Dataset excerpts START

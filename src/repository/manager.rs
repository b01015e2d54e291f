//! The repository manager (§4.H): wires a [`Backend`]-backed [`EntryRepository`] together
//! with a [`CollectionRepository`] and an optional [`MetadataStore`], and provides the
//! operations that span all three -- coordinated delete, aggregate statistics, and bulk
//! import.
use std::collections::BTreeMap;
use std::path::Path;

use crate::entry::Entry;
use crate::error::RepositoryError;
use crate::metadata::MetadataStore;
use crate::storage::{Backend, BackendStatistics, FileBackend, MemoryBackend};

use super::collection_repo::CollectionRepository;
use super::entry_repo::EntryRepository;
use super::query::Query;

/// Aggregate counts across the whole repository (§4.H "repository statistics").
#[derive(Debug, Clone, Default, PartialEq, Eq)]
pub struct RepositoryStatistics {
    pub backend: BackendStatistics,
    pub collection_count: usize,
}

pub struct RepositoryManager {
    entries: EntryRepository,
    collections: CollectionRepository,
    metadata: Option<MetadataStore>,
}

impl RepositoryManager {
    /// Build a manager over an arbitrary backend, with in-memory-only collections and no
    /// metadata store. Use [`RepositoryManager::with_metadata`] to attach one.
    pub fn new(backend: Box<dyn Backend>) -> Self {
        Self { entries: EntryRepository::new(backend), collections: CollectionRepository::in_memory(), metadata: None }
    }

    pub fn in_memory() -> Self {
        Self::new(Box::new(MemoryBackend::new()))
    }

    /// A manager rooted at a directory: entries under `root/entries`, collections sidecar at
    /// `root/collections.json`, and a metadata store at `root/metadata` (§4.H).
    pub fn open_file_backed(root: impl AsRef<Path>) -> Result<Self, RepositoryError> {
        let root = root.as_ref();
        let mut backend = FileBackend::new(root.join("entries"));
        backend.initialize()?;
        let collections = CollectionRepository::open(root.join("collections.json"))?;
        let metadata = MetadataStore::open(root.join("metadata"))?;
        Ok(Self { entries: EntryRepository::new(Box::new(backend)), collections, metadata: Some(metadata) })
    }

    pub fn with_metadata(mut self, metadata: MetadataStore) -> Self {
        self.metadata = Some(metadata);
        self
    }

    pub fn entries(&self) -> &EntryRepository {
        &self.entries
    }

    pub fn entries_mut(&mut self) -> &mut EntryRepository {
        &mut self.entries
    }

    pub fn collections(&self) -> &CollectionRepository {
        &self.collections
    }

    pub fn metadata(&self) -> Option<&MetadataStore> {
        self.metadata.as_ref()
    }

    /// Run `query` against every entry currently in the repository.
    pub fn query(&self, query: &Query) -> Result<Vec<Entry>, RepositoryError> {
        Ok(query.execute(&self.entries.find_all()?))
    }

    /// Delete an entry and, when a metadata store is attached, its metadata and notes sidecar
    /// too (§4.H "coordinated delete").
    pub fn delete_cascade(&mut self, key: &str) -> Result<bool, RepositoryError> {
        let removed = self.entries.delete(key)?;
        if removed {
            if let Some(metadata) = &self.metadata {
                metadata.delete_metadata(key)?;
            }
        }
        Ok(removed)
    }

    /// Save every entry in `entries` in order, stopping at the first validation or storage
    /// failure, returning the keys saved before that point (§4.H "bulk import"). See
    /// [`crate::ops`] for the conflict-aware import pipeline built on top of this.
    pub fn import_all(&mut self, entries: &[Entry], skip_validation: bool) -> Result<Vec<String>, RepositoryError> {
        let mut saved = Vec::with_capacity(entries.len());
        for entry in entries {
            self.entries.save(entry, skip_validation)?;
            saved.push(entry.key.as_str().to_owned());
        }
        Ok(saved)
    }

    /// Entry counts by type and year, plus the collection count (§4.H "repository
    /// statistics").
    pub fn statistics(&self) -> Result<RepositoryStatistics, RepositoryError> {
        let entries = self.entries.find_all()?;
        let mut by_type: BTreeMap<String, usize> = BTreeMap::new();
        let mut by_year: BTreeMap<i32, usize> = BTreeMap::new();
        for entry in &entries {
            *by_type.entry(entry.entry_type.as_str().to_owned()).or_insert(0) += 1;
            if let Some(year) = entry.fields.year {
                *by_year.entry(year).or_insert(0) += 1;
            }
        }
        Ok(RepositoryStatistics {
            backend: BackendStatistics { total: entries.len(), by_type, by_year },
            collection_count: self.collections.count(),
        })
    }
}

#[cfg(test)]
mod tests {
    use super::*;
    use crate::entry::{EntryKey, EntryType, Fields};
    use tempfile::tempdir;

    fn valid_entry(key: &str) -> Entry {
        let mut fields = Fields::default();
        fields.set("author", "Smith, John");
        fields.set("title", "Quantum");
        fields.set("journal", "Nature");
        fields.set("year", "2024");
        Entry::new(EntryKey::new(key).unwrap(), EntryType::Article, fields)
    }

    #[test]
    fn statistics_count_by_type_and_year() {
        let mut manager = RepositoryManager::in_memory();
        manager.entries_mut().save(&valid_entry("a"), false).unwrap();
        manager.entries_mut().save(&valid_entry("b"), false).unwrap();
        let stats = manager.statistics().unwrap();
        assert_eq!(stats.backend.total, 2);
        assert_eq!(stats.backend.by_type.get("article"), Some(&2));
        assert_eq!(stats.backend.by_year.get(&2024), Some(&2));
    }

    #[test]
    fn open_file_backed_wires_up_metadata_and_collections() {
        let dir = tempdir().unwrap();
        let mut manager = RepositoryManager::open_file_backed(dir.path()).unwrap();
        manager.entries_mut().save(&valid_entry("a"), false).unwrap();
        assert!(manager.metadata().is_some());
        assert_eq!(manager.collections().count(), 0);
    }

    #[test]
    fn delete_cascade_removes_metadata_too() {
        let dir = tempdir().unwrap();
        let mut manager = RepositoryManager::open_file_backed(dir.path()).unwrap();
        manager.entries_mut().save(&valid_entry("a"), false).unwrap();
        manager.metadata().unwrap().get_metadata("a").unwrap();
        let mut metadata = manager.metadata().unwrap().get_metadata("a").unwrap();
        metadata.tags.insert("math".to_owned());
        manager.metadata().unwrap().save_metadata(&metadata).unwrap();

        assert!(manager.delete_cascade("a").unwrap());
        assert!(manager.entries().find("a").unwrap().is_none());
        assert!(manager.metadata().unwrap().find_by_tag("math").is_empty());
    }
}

Dataset excerpts END

• Task details: Write out every entry word for word.

• Response box:
filename src/repository/manager.rs
repository b01015e2d54e291f
//! The repository manager (§4.H): wires a [`Backend`]-backed [`EntryRepository`] together
//! with a [`CollectionRepository`] and an optional [`MetadataStore`], and provides the
//! operations that span all three -- coordinated delete, aggregate statistics, and bulk
//! import.
use std::collections::BTreeMap;
use std::path::Path;

use crate::entry::Entry;
use crate::error::RepositoryError;
use crate::metadata::MetadataStore;
use crate::storage::{Backend, BackendStatistics, FileBackend, MemoryBackend};

use super::collection_repo::CollectionRepository;
use super::entry_repo::EntryRepository;
use super::query::Query;

/// Aggregate counts across the whole repository (§4.H "repository statistics").
#[derive(Debug, Clone, Default, PartialEq, Eq)]
pub struct RepositoryStatistics {
    pub backend: BackendStatistics,
    pub collection_count: usize,
}

pub struct RepositoryManager {
    entries: EntryRepository,
    collections: CollectionRepository,
    metadata: Option<MetadataStore>,
}

impl RepositoryManager {
    /// Build a manager over an arbitrary backend, with in-memory-only collections and no
    /// metadata store. Use [`RepositoryManager::with_metadata`] to attach one.
    pub fn new(backend: Box<dyn Backend>) -> Self {
        Self { entries: EntryRepository::new(backend), collections: CollectionRepository::in_memory(), metadata: None }
    }

    pub fn in_memory() -> Self {
        Self::new(Box::new(MemoryBackend::new()))
    }

    /// A manager rooted at a directory: entries under `root/entries`, collections sidecar at
    /// `root/collections.json`, and a metadata store at `root/metadata` (§4.H).
    pub fn open_file_backed(root: impl AsRef<Path>) -> Result<Self, RepositoryError> {
        let root = root.as_ref();
        let mut backend = FileBackend::new(root.join("entries"));
        backend.initialize()?;
        let collections = CollectionRepository::open(root.join("collections.json"))?;
        let metadata = MetadataStore::open(root.join("metadata"))?;
        Ok(Self { entries: EntryRepository::new(Box::new(backend)), collections, metadata: Some(metadata) })
    }

    pub fn with_metadata(mut self, metadata: MetadataStore) -> Self {
        self.metadata = Some(metadata);
        self
    }

    pub fn entries(&self) -> &EntryRepository {
        &self.entries
    }

    pub fn entries_mut(&mut self) -> &mut EntryRepository {
        &mut self.entries
    }

    pub fn collections(&self) -> &CollectionRepository {
        &self.collections
    }

    pub fn metadata(&self) -> Option<&MetadataStore> {
        self.metadata.as_ref()
    }

    /// Run `query` against every entry currently in the repository.
    pub fn query(&self, query: &Query) -> Result<Vec<Entry>, RepositoryError> {
        Ok(query.execute(&self.entries.find_all()?))
    }

    /// Delete an entry and, when a metadata store is attached, its metadata and notes sidecar
    /// too (§4.H "coordinated delete").
    pub fn delete_cascade(&mut self, key: &str) -> Result<bool, RepositoryError> {
        let removed = self.entries.delete(key)?;
        if removed {
            if let Some(metadata) = &self.metadata {
                metadata.delete_metadata(key)?;
            }
        }
        Ok(removed)
    }

    /// Save every entry in `entries` in order, stopping at the first validation or storage
    /// failure, returning the keys saved before that point (§4.H "bulk import"). See
    /// [`crate::ops`] for the conflict-aware import pipeline built on top of this.
    pub fn import_all(&mut self, entries: &[Entry], skip_validation: bool) -> Result<Vec<String>, RepositoryError> {
        let mut saved = Vec::with_capacity(entries.len());
        for entry in entries {
            self.entries.save(entry, skip_validation)?;
            saved.push(entry.key.as_str().to_owned());
        }
        Ok(saved)
    }

    /// Entry counts by type and year, plus the collection count (§4.H "repository
    /// statistics").
    pub fn statistics(&self) -> Result<RepositoryStatistics, RepositoryError> {
        let entries = self.entries.find_all()?;
        let mut by_type: BTreeMap<String, usize> = BTreeMap::new();
        let mut by_year: BTreeMap<i32, usize> = BTreeMap::new();
        for entry in &entries {
            *by_type.entry(entry.entry_type.as_str().to_owned()).or_insert(0) += 1;
            if let Some(year) = entry.fields.year {
                *by_year.entry(year).or_insert(0) += 1;
            }
        }
        Ok(RepositoryStatistics {
            backend: BackendStatistics { total: entries.len(), by_type, by_year },
            collection_count: self.collections.count(),
        })
    }
}

#[cfg(test)]
mod tests {
    use super::*;
    use crate::entry::{EntryKey, EntryType, Fields};
    use tempfile::tempdir;

    fn valid_entry(key: &str) -> Entry {
        let mut fields = Fields::default();
        fields.set("author", "Smith, John");
        fields.set("title", "Quantum");
        fields.set("journal", "Nature");
        fields.set("year", "2024");
        Entry::new(EntryKey::new(key).unwrap(), EntryType::Article, fields)
    }

    #[test]
    fn statistics_count_by_type_and_year() {
        let mut manager = RepositoryManager::in_memory();
        manager.entries_mut().save(&valid_entry("a"), false).unwrap();
        manager.entries_mut().save(&valid_entry("b"), false).unwrap();
        let stats = manager.statistics().unwrap();
        assert_eq!(stats.backend.total, 2);
        assert_eq!(stats.backend.by_type.get("article"), Some(&2));
        assert_eq!(stats.backend.by_year.get(&2024), Some(&2));
    }

    #[test]
    fn open_file_backed_wires_up_metadata_and_collections() {
        let dir = tempdir().unwrap();
        let mut manager = RepositoryManager::open_file_backed(dir.path()).unwrap();
        manager.entries_mut().save(&valid_entry("a"), false).unwrap();
        assert!(manager.metadata().is_some());
        assert_eq!(manager.collections().count(), 0);
    }

    #[test]
    fn delete_cascade_removes_metadata_too() {
        let dir = tempdir().unwrap();
        let mut manager = RepositoryManager::open_file_backed(dir.path()).unwrap();
        manager.entries_mut().save(&valid_entry("a"), false).unwrap();
        manager.metadata().unwrap().get_metadata("a").unwrap();
        let mut metadata = manager.metadata().unwrap().get_metadata("a").unwrap();
        metadata.tags.insert("math".to_owned());
        manager.metadata().unwrap().save_metadata(&metadata).unwrap();

        assert!(manager.delete_cascade("a").unwrap());
        assert!(manager.entries().find("a").unwrap().is_none());
        assert!(manager.metadata().unwrap().find_by_tag("math").is_empty());
    }
}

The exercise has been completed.